(Beginning of Material for this exercise)

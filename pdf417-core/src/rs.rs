// PDF417-rs
// Copyright (c) 2024 The PDF417-rs Developers.
//
// This Source Code Form is subject to the terms of the Mozilla Public
// License, v. 2.0. If a copy of the MPL was not distributed with this
// file, You can obtain one at https://mozilla.org/MPL/2.0/.

//! Errors-and-erasures Reed-Solomon decoding over GF(929).
//!
//! This is a direct port of the classic Berlekamp-Massey / Chien-search /
//! Forney decoder, specialized to PDF417's prime field. It intentionally
//! keeps two quirks of the reference implementation rather than rewriting
//! them to the textbook form:
//!
//! - The discrepancy computed in the Berlekamp-Massey loop and the error
//!   evaluator polynomial omega both use an alternating add/subtract based
//!   on whether the inner loop index is odd or even, rather than a single
//!   consistent sign.
//! - The Forney numerator evaluates omega at `root[j]` using an exponent of
//!   `i + 1` rather than `i`.
//!
//! Both match `eras_dec_rs` bit for bit; "fixing" them would change which
//! damaged symbols are recoverable.

use log::{debug, trace};

use crate::config::DiagnosticFlags;
use crate::error::{uncorrectable_error, Result};
use crate::gf::{A0, GF929, GPRIME};

const PRIM: i32 = 1;

fn modbase(x: i32) -> i32 {
    x.rem_euclid(GPRIME - 1)
}

/// Outcome of a successful errors-and-erasures correction pass.
#[derive(Debug, Clone, PartialEq, Eq)]
pub struct Correction {
    /// Number of symbols corrected (including resolved erasures).
    pub corrected: usize,
    /// Codeword positions that were corrected, counted from the start of
    /// the block that was passed in.
    pub locations: Vec<usize>,
}

/// Performs Reed-Solomon errors-and-erasures decoding over GF(929).
///
/// `data` holds `data_len` codewords (message symbols followed by
/// `synd_len` check symbols), corrected in place on success. `erasures`
/// lists codeword positions the caller already knows are unreliable and
/// must not contain duplicates.
///
/// On success, returns the number of symbols corrected. On failure, `data`
/// is left unmodified and `Pdf417Error::Uncorrectable` is returned.
pub fn correct(
    data: &mut [i32],
    erasures: &[usize],
    data_len: usize,
    synd_len: usize,
    flags: DiagnosticFlags,
) -> Result<Correction> {
    let gf = &*GF929;
    let alpha_to = &gf.alpha_to;
    let index_of = &gf.index_of;

    let no_eras = erasures.len();
    let size = synd_len + 2;

    let mut lambda = vec![0i32; size];
    let mut s = vec![0i32; size];
    let mut b = vec![0i32; size];
    let mut t = vec![0i32; size];
    let mut omega = vec![0i32; size];
    let mut root = vec![0i32; size];
    let mut reg = vec![0i32; size];
    let mut loc = vec![0usize; size];

    // Erasure positions are expressed as codeword distance from the end of
    // the block, matching the convention the rest of this routine uses for
    // `loc[]`.
    let eras_pos: Vec<i32> =
        erasures.iter().map(|&p| (data_len as i32) - 1 - p as i32).collect();

    // Form the syndromes: evaluate data(x) at the roots of g(x).
    for j in 1..=data_len {
        let dj = data[data_len - j];
        if dj == 0 {
            continue;
        }
        let tmp = index_of[dj as usize];
        for i in 1..=synd_len {
            s[i] = (s[i] + alpha_to[modbase(tmp + (i as i32) * (j as i32)) as usize]) % GPRIME;
        }
    }

    let mut syn_error = 0;
    for i in 1..=synd_len {
        syn_error |= s[i];
        s[i] = index_of[s[i] as usize];
    }

    if syn_error == 0 {
        // Syndrome is zero: data[] is already a valid codeword.
        return Ok(Correction { corrected: 0, locations: Vec::new() });
    }

    for ci in (0..synd_len).rev() {
        lambda[ci + 1] = 0;
    }
    lambda[0] = 1;

    if no_eras > 0 {
        lambda[1] = alpha_to[modbase(PRIM * eras_pos[0]) as usize];
        for i in 1..no_eras {
            let u = modbase(PRIM * eras_pos[i]);
            for j in (1..=i + 1).rev() {
                let tmp = index_of[lambda[j - 1] as usize];
                if tmp != A0 {
                    lambda[j] = (lambda[j] + alpha_to[modbase(u + tmp) as usize]) % GPRIME;
                }
            }
        }
    }

    for i in 0..=synd_len {
        b[i] = index_of[lambda[i] as usize];
    }

    // Berlekamp-Massey: determine the error+erasure locator polynomial.
    let mut r = no_eras as i32;
    let mut el = no_eras as i32;
    loop {
        r += 1;
        if r > synd_len as i32 {
            break;
        }

        let mut discr_r = 0i32;
        for i in 0..r as usize {
            if lambda[i] != 0 && s[r as usize - i] != A0 {
                if i % 2 == 1 {
                    discr_r = (discr_r
                        + alpha_to[modbase(index_of[lambda[i] as usize] + s[r as usize - i])
                            as usize])
                        % GPRIME;
                } else {
                    discr_r = (discr_r + GPRIME
                        - alpha_to[modbase(index_of[lambda[i] as usize] + s[r as usize - i])
                            as usize])
                        % GPRIME;
                }
            }
        }
        if flags.contains(DiagnosticFlags::RS_DETAIL) {
            trace!("berlekamp-massey: r = {r} discrepancy = {discr_r}");
        }

        let discr_r = index_of[discr_r as usize];

        if discr_r == A0 {
            for ci in (0..synd_len).rev() {
                b[ci + 1] = b[ci];
            }
            b[0] = A0;
        } else {
            t[0] = lambda[0];
            for i in 0..synd_len {
                if b[i] != A0 {
                    t[i + 1] = (lambda[i + 1] + alpha_to[modbase(discr_r + b[i]) as usize]) % GPRIME;
                } else {
                    t[i + 1] = lambda[i + 1];
                }
            }

            el = 0;
            if 2 * el <= r + no_eras as i32 - 1 {
                el = r + no_eras as i32 - el;
                for i in 0..=synd_len {
                    if lambda[i] == 0 {
                        b[i] = A0;
                    } else {
                        b[i] = modbase(index_of[lambda[i] as usize] - discr_r + GPRIME - 1);
                    }
                }
            } else {
                for ci in (0..synd_len).rev() {
                    b[ci + 1] = b[ci];
                }
                b[0] = A0;
            }

            for ci in (0..=synd_len).rev() {
                lambda[ci] = t[ci];
            }
        }
    }

    // Convert lambda to index form and find deg(lambda).
    let mut deg_lambda = 0usize;
    for i in 0..=synd_len {
        lambda[i] = index_of[lambda[i] as usize];
        if lambda[i] != A0 {
            deg_lambda = i;
        }
    }

    // Chien search for the roots of the error+erasure locator polynomial.
    for ci in (0..synd_len).rev() {
        reg[ci + 1] = lambda[ci + 1];
    }

    let mut count = 0usize;
    let mut i = 1i32;
    while i <= GPRIME {
        let mut q = 1i32;
        for j in (1..=deg_lambda).rev() {
            if reg[j] != A0 {
                reg[j] = modbase(reg[j] + j as i32);
                if deg_lambda != 1 {
                    if j % 2 == 0 {
                        q = (q + alpha_to[reg[j] as usize]) % GPRIME;
                    } else {
                        q = (q + GPRIME - alpha_to[reg[j] as usize]) % GPRIME;
                    }
                } else {
                    q = alpha_to[reg[j] as usize] % GPRIME;
                    if q == 1 {
                        q -= 1;
                    }
                }
            }
        }

        if q == 0 {
            root[count] = i;
            loc[count] = (GPRIME - 1 - i) as usize;
            if count < synd_len {
                count += 1;
            } else if flags.contains(DiagnosticFlags::RS_DETAIL) {
                debug!("rs: error count too big: {count}");
            }
        }

        if count == deg_lambda {
            break;
        }
        i += 1;
    }

    if deg_lambda != count {
        if flags.contains(DiagnosticFlags::RS_DETAIL) {
            debug!("rs: uncorrectable: root count = {count} deg lambda = {deg_lambda}");
        }
        return uncorrectable_error();
    }

    // Compute the error+erasure evaluator polynomial
    // omega(x) = s(x) * lambda(x) (mod x^synd_len), in index form.
    let mut deg_omega = 0usize;
    for i in 0..synd_len {
        let mut tmp = 0i32;
        let jmax = deg_lambda.min(i);
        let mut j = jmax as i32;
        while j >= 0 {
            let ju = j as usize;
            if s[i + 1 - ju] != A0 && lambda[ju] != A0 {
                if j % 2 == 1 {
                    tmp = (tmp + GPRIME
                        - alpha_to[modbase(s[i + 1 - ju] + lambda[ju]) as usize])
                        % GPRIME;
                } else {
                    tmp = (tmp + alpha_to[modbase(s[i + 1 - ju] + lambda[ju]) as usize]) % GPRIME;
                }
            }
            j -= 1;
        }
        if tmp != 0 {
            deg_omega = i;
        }
        omega[i] = index_of[tmp as usize];
    }
    omega[synd_len] = A0;

    // Compute error values and apply them to data in place.
    for j in (0..count).rev() {
        let mut num1 = 0i32;
        for i in (0..=deg_omega).rev() {
            if omega[i] != A0 {
                num1 = (num1
                    + alpha_to[modbase(omega[i] + ((i as i32 + 1) * root[j])) as usize])
                    % GPRIME;
            }
        }

        let num2 = 1i32;
        let mut den = 1i32;
        for k in 0..count {
            if k != j {
                let tmp = (1 + GPRIME
                    - alpha_to[modbase(GPRIME - 1 - root[k] + root[j]) as usize])
                    % GPRIME;
                den = alpha_to[modbase(index_of[den as usize] + index_of[tmp as usize]) as usize];
            }
        }

        if den == 0 {
            if flags.contains(DiagnosticFlags::RS_DETAIL) {
                debug!("rs: denominator is zero");
            }
            return uncorrectable_error();
        }

        let error_val = alpha_to[modbase(
            index_of[num1 as usize] + index_of[num2 as usize] + GPRIME - 1 - index_of[den as usize],
        ) as usize]
            % GPRIME;

        if num1 != 0 && loc[j] < data_len + 1 {
            let fix_loc = data_len as i32 - loc[j] as i32;
            if fix_loc >= 0 && (fix_loc as usize) < data_len {
                let idx = fix_loc as usize;
                data[idx] = (data[idx] + GPRIME - error_val) % GPRIME;
            }
        }
    }

    Ok(Correction { corrected: count, locations: loc[..count].to_vec() })
}

#[cfg(test)]
mod tests {
    use super::*;

    #[test]
    fn zero_syndrome_reports_no_corrections() {
        let mut data = vec![0i32; 20];
        let result = correct(&mut data, &[], 20, 6, DiagnosticFlags::empty()).unwrap();
        assert_eq!(result.corrected, 0);
        assert!(result.locations.is_empty());
        assert!(data.iter().all(|&v| v == 0));
    }

    #[test]
    fn declared_erasures_on_a_clean_block_are_a_no_op() {
        let mut data = vec![0i32; 20];
        let result = correct(&mut data, &[0, 5], 20, 6, DiagnosticFlags::empty()).unwrap();
        assert_eq!(result.corrected, 0);
    }

    /// `[5, 7, 11, 152, 709]` is a genuine codeword over GF(929) under
    /// generator 3: with data_len = 5 and synd_len = 2, its two syndromes
    /// (evaluating the message at alpha^1 and alpha^2) both work out to 0
    /// by construction (929 | 5574 and 929 | 29728), so Reed-Solomon leaves
    /// it untouched.
    const VALID_CODEWORD: [i32; 5] = [5, 7, 11, 152, 709];

    #[test]
    fn a_single_substituted_symbol_is_corrected_via_the_full_bm_chien_forney_path() {
        let mut data = VALID_CODEWORD;
        data[1] = 200; // damage a data symbol, no erasure declared

        let result = correct(&mut data, &[], 5, 2, DiagnosticFlags::empty()).unwrap();
        assert_eq!(result.corrected, 1);
        assert_eq!(data, VALID_CODEWORD);
    }

    #[test]
    fn a_declared_erasure_is_recovered_from_the_surviving_symbols() {
        let mut data = VALID_CODEWORD;
        data[2] = 0; // erase a data symbol

        let result = correct(&mut data, &[2], 5, 2, DiagnosticFlags::empty()).unwrap();
        assert_eq!(result.corrected, 1);
        assert_eq!(data, VALID_CODEWORD);
    }

    #[test]
    fn modbase_wraps_into_the_exponent_group() {
        assert_eq!(modbase(0), 0);
        assert_eq!(modbase(928), 0);
        assert_eq!(modbase(929), 1);
    }
}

(End of Material for this exercise)

**Work to be completed**
Whenever the word "trace" shows up in a line of the entries, copy that line.

**Reply**
use log::{debug, trace};
            trace!("berlekamp-massey: r = {r} discrepancy = {discr_r}");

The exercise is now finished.